■ Work instructions: Search the entries below for "GridSnapshot", and copy each line where it appears.

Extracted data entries
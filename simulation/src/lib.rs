#![deny(
    unsafe_code,
    missing_docs,
    dead_code,
    unused_results,
    non_snake_case,
    unreachable_pub
)]

//! Fixed-order tick scheduler that drives the Gridlock world and its systems.
//!
//! A [`Simulation`] owns the world together with every system. Each call to
//! [`Simulation::tick`] advances the clock, resolves attacks against the
//! positions movers held at the end of the previous tick, moves the surviving
//! movers, removes finished ones and finally lets the spawn trigger run.

mod config;

use std::{
    sync::{
        atomic::{AtomicBool, Ordering},
        Arc,
    },
    time::Duration,
};

use gridlock_core::{
    AttackerId, AttackerProfile, AttackerView, CellCoord, CellPoint, Command, Event, GridSnapshot,
    Health, MoverId, MoverOutcome, MoverView, PlacementError, Route, SpawnError, Speed,
};
use gridlock_system_movement::{Movement, MovementError};
use gridlock_system_spawning::Spawning;
use gridlock_system_tower_targeting::TowerTargeting;
use gridlock_world::{self as world, query, GridError, World, WorldError};
use thiserror::Error;
use tracing::{error, info, trace};

pub use config::{BoardConfig, Bounds, ConfigError, SimulationConfig, SpawnConfig, TowerConfig};

/// Errors that abort a simulation step.
#[derive(Debug, Error)]
pub enum SimulationError {
    /// The configuration was rejected.
    #[error(transparent)]
    Config(#[from] ConfigError),
    /// The board could not be generated.
    #[error(transparent)]
    Grid(#[from] GridError),
    /// A command contradicted the world state.
    #[error(transparent)]
    World(#[from] WorldError),
    /// The movement planner received contradictory inputs.
    #[error(transparent)]
    Movement(#[from] MovementError),
}

/// Outcome of a rejected [`Simulation::request_obstruction`] or
/// [`Simulation::request_spawn`] call.
#[derive(Clone, Copy, Debug, PartialEq, Eq, Error)]
pub enum RequestError<E> {
    /// The world refused the request for a gameplay reason.
    #[error(transparent)]
    Rejected(E),
    /// The request contradicted the world state.
    #[error(transparent)]
    World(#[from] WorldError),
    /// The world accepted the command without reporting an outcome.
    #[error("the world reported no outcome for the request")]
    MissingOutcome,
}

/// Cloneable flag that asks a running simulation to stop between ticks.
#[derive(Clone, Debug, Default)]
pub struct StopHandle {
    stopped: Arc<AtomicBool>,
}

impl StopHandle {
    /// Creates a handle that has not been raised.
    #[must_use]
    pub fn new() -> Self {
        Self::default()
    }

    /// Raises the flag; every clone observes it.
    pub fn stop(&self) {
        self.stopped.store(true, Ordering::SeqCst);
    }

    /// Reports whether the flag was raised.
    #[must_use]
    pub fn is_stopped(&self) -> bool {
        self.stopped.load(Ordering::SeqCst)
    }
}

/// Totals gathered by [`Simulation::run`].
#[derive(Clone, Copy, Debug, Default, PartialEq, Eq)]
pub struct RunSummary {
    /// Ticks executed.
    pub ticks: u64,
    /// Movers created.
    pub spawned: u64,
    /// Movers killed by attackers.
    pub killed: u64,
    /// Movers that reached the end cell.
    pub arrived: u64,
}

impl RunSummary {
    /// Accounts for one executed tick and the events it produced.
    pub fn record(&mut self, events: &[Event]) {
        self.ticks += 1;
        for event in events {
            match event {
                Event::MoverSpawned { .. } => self.spawned += 1,
                Event::MoverRemoved {
                    outcome: MoverOutcome::Killed,
                    ..
                } => self.killed += 1,
                Event::MoverRemoved {
                    outcome: MoverOutcome::Arrived,
                    ..
                } => self.arrived += 1,
                _ => {}
            }
        }
    }
}

/// Authoritative world plus the systems that drive it.
#[derive(Debug)]
pub struct Simulation {
    world: World,
    movement: Movement,
    targeting: TowerTargeting,
    spawning: Option<Spawning>,
    tower_profile: AttackerProfile,
    tick_period: Duration,
    commands: Vec<Command>,
    pending: Vec<Event>,
    events: Vec<Event>,
}

impl Simulation {
    /// Builds a simulation from a validated configuration.
    pub fn new(config: SimulationConfig) -> Result<Self, SimulationError> {
        config.validate()?;
        let world = World::new(config.board.columns, config.board.rows)?;
        let spawning = if config.spawn.enabled {
            Some(Spawning::new(config.spawn_config()?))
        } else {
            None
        };
        info!(
            columns = config.board.columns,
            rows = config.board.rows,
            seed = config.seed,
            spawning = config.spawn.enabled,
            "simulation ready"
        );

        Ok(Self {
            world,
            movement: Movement::default(),
            targeting: TowerTargeting::new(),
            spawning,
            tower_profile: config.tower_profile(),
            tick_period: config.tick_period(),
            commands: Vec::new(),
            pending: Vec::new(),
            events: Vec::new(),
        })
    }

    /// Executes one tick and returns the events it produced.
    ///
    /// Events caused by requests made since the previous tick lead the batch.
    pub fn tick(&mut self) -> Result<&[Event], SimulationError> {
        self.events.clear();
        self.events.append(&mut self.pending);

        if let Err(failure) = self.advance() {
            error!(tick = query::tick_index(&self.world), error = %failure, "tick aborted");
            return Err(failure);
        }

        trace!(
            tick = query::tick_index(&self.world),
            events = self.events.len(),
            movers = query::mover_view(&self.world).len(),
            "tick complete"
        );
        Ok(&self.events)
    }

    /// Runs ticks until `max_ticks` were executed or `stop` is raised.
    pub fn run(&mut self, max_ticks: u64, stop: &StopHandle) -> Result<RunSummary, SimulationError> {
        let mut summary = RunSummary::default();
        while summary.ticks < max_ticks && !stop.is_stopped() {
            let events = self.tick()?;
            summary.record(events);
        }
        info!(
            ticks = summary.ticks,
            spawned = summary.spawned,
            killed = summary.killed,
            arrived = summary.arrived,
            "run finished"
        );
        Ok(summary)
    }

    fn advance(&mut self) -> Result<(), SimulationError> {
        world::apply(&mut self.world, Command::Tick, &mut self.events)?;

        let attackers = query::attacker_view(&self.world);
        let movers = query::mover_view(&self.world);
        self.targeting.handle(&attackers, &movers, &mut self.commands);
        for command in self.commands.drain(..) {
            world::apply(&mut self.world, command, &mut self.events)?;
        }

        let movers = query::mover_view(&self.world);
        if let Some(route) = query::route(&self.world) {
            let grid = query::grid(&self.world);
            self.movement.handle(
                &self.events,
                &movers,
                route,
                (grid.columns(), grid.rows()),
                |cell| !grid.is_passable(cell),
                &mut self.commands,
            )?;
        }
        for command in self.commands.drain(..) {
            world::apply(&mut self.world, command, &mut self.events)?;
        }

        world::apply(&mut self.world, Command::RemoveFinishedMovers, &mut self.events)?;

        if let Some(spawning) = self.spawning.as_mut() {
            spawning.handle(&self.events, &mut self.commands);
        }
        for command in self.commands.drain(..) {
            world::apply(&mut self.world, command, &mut self.events)?;
        }
        Ok(())
    }

    /// Places an attacker with the configured profile on the given cell.
    ///
    /// Negative and out-of-range coordinates are rejected as invalid.
    pub fn request_obstruction(
        &mut self,
        x: i64,
        y: i64,
    ) -> Result<AttackerId, RequestError<PlacementError>> {
        let (Ok(column), Ok(row)) = (u32::try_from(x), u32::try_from(y)) else {
            return Err(RequestError::Rejected(PlacementError::InvalidCoordinate));
        };
        let command = Command::PlaceAttacker {
            cell: CellCoord::new(column, row),
            profile: self.tower_profile,
        };
        self.request(command, |event| match event {
            Event::AttackerPlaced { attacker, .. } => Some(Ok(*attacker)),
            Event::PlacementRejected { reason, .. } => Some(Err(*reason)),
            _ => None,
        })
    }

    /// Creates a mover on the start cell.
    pub fn request_spawn(&mut self, speed: f32, health: u32) -> Result<MoverId, RequestError<SpawnError>> {
        let speed = Speed::new(speed).ok_or(RequestError::Rejected(SpawnError::InvalidSpeed))?;
        let command = Command::SpawnMover {
            speed,
            health: Health::new(health),
        };
        self.request(command, |event| match event {
            Event::MoverSpawned { mover, .. } => Some(Ok(*mover)),
            Event::SpawnRejected { reason } => Some(Err(*reason)),
            _ => None,
        })
    }

    fn request<T, E, F>(&mut self, command: Command, outcome: F) -> Result<T, RequestError<E>>
    where
        F: Fn(&Event) -> Option<Result<T, E>>,
    {
        let mut events = Vec::new();
        if let Err(failure) = world::apply(&mut self.world, command, &mut events) {
            error!(error = %failure, "request contradicted the world state");
            return Err(failure.into());
        }
        let result = events.iter().find_map(outcome);
        self.pending.extend(events);
        match result {
            Some(result) => result.map_err(RequestError::Rejected),
            None => {
                error!("request produced no outcome event");
                Err(RequestError::MissingOutcome)
            }
        }
    }

    /// Classification of every cell in row-major order.
    #[must_use]
    pub fn snapshot(&self) -> GridSnapshot {
        query::grid_snapshot(&self.world)
    }

    /// Continuous position of a live mover.
    #[must_use]
    pub fn position(&self, mover: MoverId) -> Option<CellPoint> {
        query::mover_position(&self.world, mover)
    }

    /// Read-only view of every mover.
    #[must_use]
    pub fn movers(&self) -> MoverView {
        query::mover_view(&self.world)
    }

    /// Read-only view of every attacker.
    #[must_use]
    pub fn attackers(&self) -> AttackerView {
        query::attacker_view(&self.world)
    }

    /// Route movers currently follow.
    #[must_use]
    pub fn route(&self) -> Option<&Route> {
        query::route(&self.world)
    }

    /// Number of ticks executed so far.
    #[must_use]
    pub fn tick_index(&self) -> u64 {
        query::tick_index(&self.world)
    }

    /// Wall-clock duration of one tick for paced runs.
    #[must_use]
    pub const fn tick_period(&self) -> Duration {
        self.tick_period
    }

    /// Provides read-only access to the underlying world.
    #[must_use]
    pub fn world(&self) -> &World {
        &self.world
    }
}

■ Task output:
    AttackerId, AttackerProfile, AttackerView, CellCoord, CellPoint, Command, Event, GridSnapshot,
    pub fn snapshot(&self) -> GridSnapshot {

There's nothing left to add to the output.